Initial library build - processing pauses

I’ve been trying to build my initial library of 500K+ photos on an external drive and am about halfway through after a few days. At the beginning PS was continuously processing images but now I’m noticing the following behavior:

  1. Shows processing message, processes 1-10 images
  2. Processing message vanishes and the library build seems to pause (no external disk noise)
  3. After 30-60 seconds the processing message reappears and I can hear the disk writing again.
  4. After processing 1-10 images, pauses again and cycle repeats.

I have changed skipLibraryOpenLocks=true, would you have any other suggestions? BTW I vaguely recall running into a similar issue a year ago with a much earlier version but can’t remember how that was solved.

(NOTE: I just found my previous post from Jan 21 - “photo processing bar”, sorry if this is a repost. I’ve also sent you the logs).

Sorry for this!

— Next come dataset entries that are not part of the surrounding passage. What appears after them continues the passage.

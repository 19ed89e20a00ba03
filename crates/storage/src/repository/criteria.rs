use std::collections::BTreeMap;

use sqlx::PgPool;

use crate::error::Result;
use crate::models::{CriteriaSet, Criterion};

use super::CriteriaStore;

const CRITERIA_COLUMNS: &str = "criteria_id, criteria_year, event, criteria, created_at";

pub struct CriteriaRepository {
    pool: PgPool,
}

impl CriteriaRepository {
    pub fn new(pool: PgPool) -> Self {
        Self { pool }
    }
}

#[async_trait::async_trait]
impl CriteriaStore for CriteriaRepository {
    async fn insert(
        &self,
        year: i32,
        event: String,
        criteria: BTreeMap<String, Criterion>,
    ) -> Result<CriteriaSet> {
        let query = format!(
            r#"
            INSERT INTO judging_criteria (criteria_year, event, criteria)
            VALUES ($1, $2, $3)
            RETURNING {CRITERIA_COLUMNS}
            "#
        );

        let set = sqlx::query_as::<_, CriteriaSet>(&query)
            .bind(year)
            .bind(&event)
            .bind(sqlx::types::Json(criteria))
            .fetch_one(&self.pool)
            .await?;

        Ok(set)
    }

    async fn find(&self, year: i32, event: &str) -> Result<Option<CriteriaSet>> {
        let query = format!(
            "SELECT {CRITERIA_COLUMNS} FROM judging_criteria \
             WHERE criteria_year = $1 AND event = $2"
        );

        let set = sqlx::query_as::<_, CriteriaSet>(&query)
            .bind(year)
            .bind(event)
            .fetch_optional(&self.pool)
            .await?;

        Ok(set)
    }
}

TL;DR: the next release should address this issue.

If you’re interested in more details, read on:

Last year I stress-tested Version 1.x of PhotoStructure with my 500k+ personal library on my 2-core Intel NUC with an SSD.

Since releasing v1.1, I found that larger or slower libraries (100k+ asset files, or a library on an HDD) had issues on larger-core systems: sync progress would slow down or even stop altogether.

I discovered through system and node profiling that PhotoStructure was “stuck” in disk I/O, and specifically, SQLite mutex operations.

I designed version 1.x with this architecture:

This architecture requires web, sync, and all instances of sync-file to have an open connection to SQLite and the library database.

This works fine as long as the database isn’t large and is on a fast SSD.

Once the library gets larger, or the number of sync-file instances grows, this approach degrades as each process is keeping it’s own copy of the entire database in sync with the disk: tons of CPU is used just in database bookkeeping.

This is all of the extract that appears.